Le deuxième sondage a été implanté sur le piémont ouest du Roc de Conilhac, non loin de la lagune, sur une zone où le remplissage sédimentaire semblait plus important et qui présentait des similitudes d’implantation avec le secteur où avait été découvert le mobilier archéologique par le passé. La stratigraphie est ici constituée en majeure partie de colluvions, nous avons néanmoins mis en évidence, sur un niveau de cailloutis de formation ancienne, la présence d’un épandage de faune et d’ichtyofaune associé à quelques tessons protohistoriques et à un fond de trou de poteau, signalant l’existence d’un niveau archéologique en grande partie érodé.

Le troisième sondage a été réalisé à l’extrémité sud-est du Roc de Conilhac, sur un replat limité au sud par un abrupt, à une dizaine de mètres au-dessus de la lagune. Dans un premier temps, la zone de fouille a été limitée à 4m², à l’instar des autres sondages, mais compte tenu de la découverte de mobilier e de structures mieux préservés que dans ces autres secteurs, elle a par la suite été élargie à 16m². Les vestiges se caractérisent en premier lieu par un épandage de mobilier découvert à la base de la stratigraphie, sur un niveau de cailloutis similaire à celui observé dans le sondage 2. Il correspond à une jarre écrasée en place (fig.2n°1), attribuable à une phase ancienne du Bronze moyen (1600-1450 av. J.-C.), associée à des outils de mouture. Dans ce même niveau de pierre avait été creusée une série de quatre fosses dont une à livré de la céramique du Bronze final 2b (1150-1000 av. J.-C.) (fig.2 n°2-4).

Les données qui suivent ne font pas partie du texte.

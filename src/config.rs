use color_eyre::{eyre::eyre, Result};
use serde::Deserialize;
use std::collections::BTreeMap;
use std::path::{Path, PathBuf};

use crate::storage::DEFAULT_NAMESPACE;

#[derive(Debug, Clone, Deserialize)]
pub struct Config {
  /// Base url relative endpoints are resolved against
  pub base_url: Option<String>,
  /// Prefix for persisted record keys
  #[serde(default = "default_namespace")]
  pub namespace: String,
  /// Headers sent with every request
  #[serde(default)]
  pub headers: BTreeMap<String, String>,
  #[serde(default)]
  pub storage: StorageConfig,
  #[serde(default)]
  pub log: LogConfig,
}

impl Default for Config {
  fn default() -> Self {
    Self {
      base_url: None,
      namespace: default_namespace(),
      headers: BTreeMap::new(),
      storage: StorageConfig::default(),
      log: LogConfig::default(),
    }
  }
}

fn default_namespace() -> String {
  DEFAULT_NAMESPACE.to_string()
}

#[derive(Debug, Clone, Copy, Default, Deserialize, PartialEq, Eq)]
#[serde(rename_all = "lowercase")]
pub enum StorageBackend {
  /// Nothing is persisted
  None,
  /// Persist for the lifetime of the process only
  Memory,
  /// SQLite database, survives restarts
  #[default]
  Sqlite,
}

#[derive(Debug, Clone, Copy, Default, Deserialize, PartialEq, Eq)]
#[serde(rename_all = "lowercase")]
pub enum StorageMode {
  /// Records are restored while a query is constructed
  #[default]
  Sync,
  /// Records are restored when a query mounts
  Async,
}

#[derive(Debug, Clone, Default, Deserialize)]
pub struct StorageConfig {
  #[serde(default)]
  pub backend: StorageBackend,
  #[serde(default)]
  pub mode: StorageMode,
  /// Database path for the sqlite backend (default: $XDG_DATA_HOME/netquery/storage.db)
  pub path: Option<PathBuf>,
  /// Purge the namespace when the provider starts
  #[serde(default)]
  pub clear_on_start: bool,
}

#[derive(Debug, Clone, Default, Deserialize)]
pub struct LogConfig {
  /// Write logs to this file instead of stderr
  pub file: Option<PathBuf>,
}

impl Config {
  /// Load configuration from file.
  ///
  /// Search order:
  /// 1. Explicit path if provided
  /// 2. ./netquery.yaml (current directory)
  /// 3. $XDG_CONFIG_HOME/netquery/config.yaml
  ///
  /// Without an explicit path, a missing file yields the defaults.
  pub fn load(explicit_path: Option<&Path>) -> Result<Self> {
    let path = if let Some(p) = explicit_path {
      if p.exists() {
        Some(p.to_path_buf())
      } else {
        return Err(eyre!("Config file not found: {}", p.display()));
      }
    } else {
      Self::find_config_file()
    };

    match path {
      Some(p) => Self::load_from_path(&p),
      None => Ok(Self::default()),
    }
  }

  fn find_config_file() -> Option<PathBuf> {
    // Check current directory
    let local = PathBuf::from("netquery.yaml");
    if local.exists() {
      return Some(local);
    }

    // Check XDG config directory
    if let Some(config_dir) = dirs::config_dir() {
      let xdg_path = config_dir.join("netquery").join("config.yaml");
      if xdg_path.exists() {
        return Some(xdg_path);
      }
    }

    None
  }

  fn load_from_path(path: &Path) -> Result<Self> {
    let contents = std::fs::read_to_string(path)
      .map_err(|e| eyre!("Failed to read config file {}: {}", path.display(), e))?;

    let config: Config = serde_yaml::from_str(&contents)
      .map_err(|e| eyre!("Failed to parse config file {}: {}", path.display(), e))?;

    Ok(config)
  }

  /// Bearer token from the environment, if one is set.
  ///
  /// Checks NETQUERY_TOKEN.
  pub fn get_api_token() -> Option<String> {
    std::env::var("NETQUERY_TOKEN")
      .ok()
      .filter(|t| !t.is_empty())
  }
}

Le bilan de ces sondages est donc assez négatif, la partie du site ayant échappé aux destructions n’a pas bénéficié de conditions de conservation favorables : les niveaux archéologiques se sont en grande partie érodés, seuls subsistent les remplissages des structures fossoyées. Les observations réalisées sur le terrain imposent les mêmes conclusions quant à la partie sommitale du gisement. Cette opération a tout de même permis de documenter une extension des occupations de l’Age de Bronze vers l’ouest et probablement vers le sommet du site. La présence de structures excavées et de mobilier de mouture témoigne de l’existence d’habitats relativement pérennes.

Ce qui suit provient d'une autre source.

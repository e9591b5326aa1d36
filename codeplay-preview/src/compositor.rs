//! Document compositor: merges one snapshot into one self-contained document.
//!
//! Pure and deterministic. The same snapshot always yields the same bytes.

use crate::bridge::BRIDGE_SHIM;
use crate::snapshot::CodeSnapshot;
use regex::Regex;
use std::fmt::Write;
use std::sync::OnceLock;

/// Inline error display for a script that throws while running.
const FAILURE_REPORT: &str = r#"  (function (e) {
    var pre = document.createElement('pre');
    pre.setAttribute('style', 'color:red;padding:1rem;font-size:13px;white-space:pre-wrap;');
    pre.textContent = String(e);
    (document.body || document.documentElement).appendChild(pre);
    console.error(String(e));
  })(err);"#;

#[derive(Debug, Clone, PartialEq, Eq)]
pub struct ComposeOptions {
    /// Optional `<title>`; escaped before embedding.
    pub title: Option<String>,
    /// Inject the console/error bridge shim ahead of the user script.
    pub bridge: bool,
}

impl ComposeOptions {
    /// Options for the live preview.
    pub fn preview() -> Self {
        Self {
            title: None,
            bridge: true,
        }
    }

    /// Options for a standalone export: no bridge, titled.
    pub fn export(title: impl Into<String>) -> Self {
        Self {
            title: Some(title.into()),
            bridge: false,
        }
    }
}

impl Default for ComposeOptions {
    fn default() -> Self {
        Self::preview()
    }
}

/// Builds the live preview document for a snapshot.
pub fn compose_document(snapshot: &CodeSnapshot) -> String {
    compose_with(snapshot, &ComposeOptions::preview())
}

/// Builds a document for a snapshot with explicit options.
pub fn compose_with(snapshot: &CodeSnapshot, options: &ComposeOptions) -> String {
    let mut doc = String::with_capacity(
        snapshot.markup().len() + snapshot.style().len() + snapshot.script().len() + 2048,
    );
    // Writing into a String cannot fail.
    let _ = write_document(&mut doc, snapshot, options);
    doc
}

fn write_document(
    out: &mut String,
    snapshot: &CodeSnapshot,
    options: &ComposeOptions,
) -> std::fmt::Result {
    out.push_str("<!DOCTYPE html>\n<html lang=\"en\">\n<head>\n");
    out.push_str("<meta charset=\"UTF-8\">\n");
    out.push_str("<meta name=\"viewport\" content=\"width=device-width, initial-scale=1.0\">\n");
    if let Some(title) = &options.title {
        writeln!(out, "<title>{}</title>", escape_html(title))?;
    }
    writeln!(out, "<style>{}</style>", escape_style_text(snapshot.style()))?;
    out.push_str("</head>\n<body>\n");
    writeln!(out, "{}", snapshot.markup())?;
    if options.bridge {
        writeln!(out, "<script>\n{}\n</script>", BRIDGE_SHIM)?;
    }
    writeln!(
        out,
        "<script>\ntry {{\n{}\n}} catch (err) {{\n{}\n}}\n</script>",
        escape_script_text(snapshot.script()),
        FAILURE_REPORT
    )?;
    out.push_str("</body>\n</html>\n");
    Ok(())
}

fn script_breakout() -> &'static Regex {
    static RE: OnceLock<Regex> = OnceLock::new();
    RE.get_or_init(|| Regex::new(r"(?i)</(script)|<!--").unwrap())
}

fn style_breakout() -> &'static Regex {
    static RE: OnceLock<Regex> = OnceLock::new();
    RE.get_or_init(|| Regex::new(r"(?i)</(style)").unwrap())
}

/// Makes untrusted script text safe to place inside `<script>..</script>`.
///
/// `</script` becomes `<\/script` and `<!--` becomes `<\x21--`. Both escapes
/// read back as the original characters inside JS string and template literals
/// and inside regex literals, with or without the `u` flag.
pub fn escape_script_text(script: &str) -> String {
    script_breakout()
        .replace_all(script, |caps: &regex::Captures| match caps.get(1) {
            Some(tag) => format!("<\\/{}", tag.as_str()),
            None => "<\\x21--".to_string(),
        })
        .into_owned()
}

/// Makes untrusted CSS safe to place inside `<style>..</style>`.
/// `\/` is a valid CSS escape for `/`.
pub fn escape_style_text(style: &str) -> String {
    style_breakout()
        .replace_all(style, "<\\/$1")
        .into_owned()
}

/// Escapes text for element content and double-quoted attribute values.
pub fn escape_html(s: &str) -> String {
    s.replace('&', "&amp;")
        .replace('<', "&lt;")
        .replace('>', "&gt;")
        .replace('"', "&quot;")
}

La faune récoltée, bien que quantitativement faible, indique une économie vivrière en partie tournée vers le biotope lagunaire, qui devait alors être plus ouvert sur la mer qu’actuellement d’après les taxons d’ichtyofaune et de concchyloifaune identifiés.

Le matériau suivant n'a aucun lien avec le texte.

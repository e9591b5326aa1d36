//! Share links: a snapshot encoded into the URL fragment as `#code=<base64 json>`.
//!
//! Decoding never fails loudly. Anything malformed yields `None` and the
//! caller keeps its defaults.

use crate::snapshot::CodeSnapshot;
use base64::engine::general_purpose::{STANDARD, STANDARD_NO_PAD, URL_SAFE, URL_SAFE_NO_PAD};
use base64::Engine;

const FRAGMENT_KEY: &str = "code=";

/// Encode a snapshot as URL-safe base64 (no padding) of its JSON form.
pub fn encode_share(snapshot: &CodeSnapshot) -> String {
    let json = serde_json::to_string(snapshot).unwrap_or_default();
    URL_SAFE_NO_PAD.encode(json.as_bytes())
}

/// Decode a share payload. Accepts both base64 alphabets, padded or not,
/// so links produced by browsers' `btoa` still open.
pub fn decode_share(encoded: &str) -> Option<CodeSnapshot> {
    let encoded = encoded.trim();
    if encoded.is_empty() {
        return None;
    }
    let bytes = [&URL_SAFE_NO_PAD, &URL_SAFE, &STANDARD_NO_PAD, &STANDARD]
        .into_iter()
        .find_map(|engine| engine.decode(encoded).ok())?;
    let json = String::from_utf8(bytes).ok()?;
    match serde_json::from_str::<CodeSnapshot>(&json) {
        Ok(snapshot) => Some(snapshot),
        Err(e) => {
            tracing::debug!(error = %e, "ignoring malformed share payload");
            None
        }
    }
}

/// Full share link: `base` with any existing fragment replaced by `#code=..`.
pub fn share_url(base: &str, snapshot: &CodeSnapshot) -> String {
    let base = base.split('#').next().unwrap_or(base);
    format!("{}#{}{}", base, FRAGMENT_KEY, encode_share(snapshot))
}

/// Extract and decode the `#code=` fragment of a link (or a bare fragment).
pub fn decode_url(url: &str) -> Option<CodeSnapshot> {
    let (_, fragment) = url.split_once('#')?;
    let payload = fragment.strip_prefix(FRAGMENT_KEY)?;
    decode_share(payload)
}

La pêche a concerné des espèces marines remontant dans la lagune, avec la présence de sparidés, de mugilidés et de pleuronectiforme (de type daurade, muge et turbot). La récolte de coquillage est également attestée par la présence de la coque (Cerastoderma sp.), de la moule (Mytilus sp.), du cérithe (Cérithium vulgatum) et du peigne glabre (Proteopecten glaber). La faune terrestre est pour sa part documentée par les représentants de la triade domestique (bovidés, caprinés et suidés), indiquant une économie mixte dans laquelle l’exploitation de la lagune est intégrée, mais non exclusive, comme c’est souvent le cas sur les sites littoraux de l’âge du Bronze du golfe du Lion. Par bien des aspects, le Roc de Conilhac s’intègre parfaitement dans ce type d’occupation, bien documenté autour de l’étang de l’Or (Dedet et Py 1985) et de Thau (Leroy 2010). Il s’agit de l’un des rares habitats de ce type connu dans la lagune de Narbonne et de l’un de ceux ayant livré la plus longue séquence d’occupation, mais on ne peut actuellement plus que déplorer sa destruction.